The National Park has put in new wooden steps down to Port Mulgrave, and for once a public body has done something rather useful. The path gets you most of the way from the cliff top to the scatter of huts below, clustered round what is left of the harbour. Walk it and you get some sense of what the old quay workers faced every single day, lugging themselves down to the cranes and gantries and tips. Typically, though, the path upgrade gives up before the job is done. The last stretch is left to fend for itself, and the timber treads are already looking worse for wear. Nothing changes.
I call them fishermen’s huts out of habit rather than accuracy. Hardly anyone fishes from here now. Walter Walker winched his home-built boat, the Steelaway, down the cliff in the mid 1990s, and that was likely one of the last boats ever to leave Port Mulgrave harbour under its own steam.1Port Mulgrave. Out & About. http://www.fhithich.uk/2021/12/19/port-mulgrave-2/
There is a forlorn feel to the place, but not an unpleasant one. Quite the opposite, really. The light on those rough timber doors, the rust on the corrugated iron, the peeling paint on patched-up roofs — there is something in a good bit of decay that suits the English coast down to the ground.
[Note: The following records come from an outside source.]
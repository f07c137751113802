//! Client-side session state.
//!
//! DESIGN
//! ======
//! `session` holds the gating signals the navigation guard reads. The
//! store is created once at bootstrap and handed to components through a
//! Leptos context instead of living in a global.

pub mod session;

use leptos::prelude::*;

use crate::net::api::ApiError;
use crate::net::types::UserOverview;
use crate::util::storage::{BrowserStorage, Storage};
use session::{SessionAccess, SessionState, SessionStore};

/// Session store as shared through context in the browser.
pub type SharedSession = RwSignal<SessionStore<BrowserStorage>>;

/// Load the session from `localStorage` and provide it as context.
pub fn provide_session() -> SharedSession {
    let session = RwSignal::new(SessionStore::load(BrowserStorage));
    provide_context(session);
    session
}

/// Session provided by [`provide_session`].
///
/// # Panics
///
/// Panics if called outside a component tree where the session was provided.
pub fn use_session() -> SharedSession {
    expect_context::<SharedSession>()
}

/// The signal is only borrowed inside each call, never across an await, so
/// components keep reading it while an overview fetch is in flight.
impl<S> SessionAccess for RwSignal<SessionStore<S>>
where
    S: Storage + Send + Sync + 'static,
{
    fn with_state<R>(&self, f: impl FnOnce(&SessionState) -> R) -> R {
        self.with_untracked(|store| f(store.state()))
    }

    fn apply_overview_result(&mut self, token: &str, result: Result<UserOverview, ApiError>) -> Result<(), ApiError> {
        self.try_update(|store| store.apply_overview_result(token, result)).unwrap_or(Err(ApiError::Unavailable))
    }
}
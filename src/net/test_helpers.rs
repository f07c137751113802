//! Mock overview source shared by state and router tests.

use std::cell::{Cell, RefCell};

use super::api::{ApiError, OverviewApi};
use super::types::UserOverview;

/// Overview API that returns a canned result and counts calls.
pub struct MockOverview {
    result: Result<UserOverview, ApiError>,
    calls: Cell<usize>,
    tokens: RefCell<Vec<String>>,
}

impl MockOverview {
    pub fn ok(overview: UserOverview) -> Self {
        Self::with_result(Ok(overview))
    }

    pub fn failing(error: ApiError) -> Self {
        Self::with_result(Err(error))
    }

    fn with_result(result: Result<UserOverview, ApiError>) -> Self {
        Self { result, calls: Cell::new(0), tokens: RefCell::new(Vec::new()) }
    }

    pub fn calls(&self) -> usize {
        self.calls.get()
    }

    pub fn tokens(&self) -> Vec<String> {
        self.tokens.borrow().clone()
    }
}

#[async_trait::async_trait(?Send)]
impl OverviewApi for MockOverview {
    async fn fetch_overview(&self, token: &str) -> Result<UserOverview, ApiError> {
        self.calls.set(self.calls.get() + 1);
        self.tokens.borrow_mut().push(token.to_owned());
        self.result.clone()
    }
}

/// Overview for a user with the given onboarding and admin flags.
pub fn overview(has_finished_onboarding: bool, is_admin: bool) -> UserOverview {
    UserOverview {
        email: "user@example.com".to_owned(),
        therapist_id: "default".to_owned(),
        has_finished_onboarding,
        is_admin,
        ..UserOverview::default()
    }
}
Not every shed has given up the fight, mind. A few have gone full “Grand Designs”, solar panels and CCTV and all. One is halfway through growing a second floor, though I am told it comes with a Cease and Desist order attached, which rather takes the shine off.
That raises a fair question: who gave anyone permission to build these in the first place? No rent changes hands, as far as I can tell, which makes the lot of them squatters in all but name. The cliff down to Mean High Water belongs to the National Trust. Below that line, the foreshore belongs to the Crown. Neat enough on paper.
Except nobody can quite agree where Mean High Water actually sits, and the Ordnance Survey map is not the last word on it either.
The harbour itself silted up badly towards the end of the last century, worse with every tide by some accounts. One report from 1996 put the silt at twenty feet deep, which is not a small amount of mud. A scheme to clear it using unemployed labour was backed by the National Park, the Countryside Commission, and the Crown Commissioners — and then, in the way of these things, it never actually started.2Port loses in its sea battle. Whitby Gazette. 16 February 1996.https://www.britishnewspaperarchive.co.uk/viewer/bl/0001103/19960216/073/0009
It cannot have helped that part of the old harbour wall, built during the iron ore mining boom, was blown up in the Second World War to stop it being used by an invading force. Once you dynamite your own defences against progress, silt rather has the upper hand.
Even so, England flags still fly over the whole lot — the shacks, the rusting tractors, the odd abandoned hulk — flying in the face of the tide with the sort of stubbornness this country does rather well.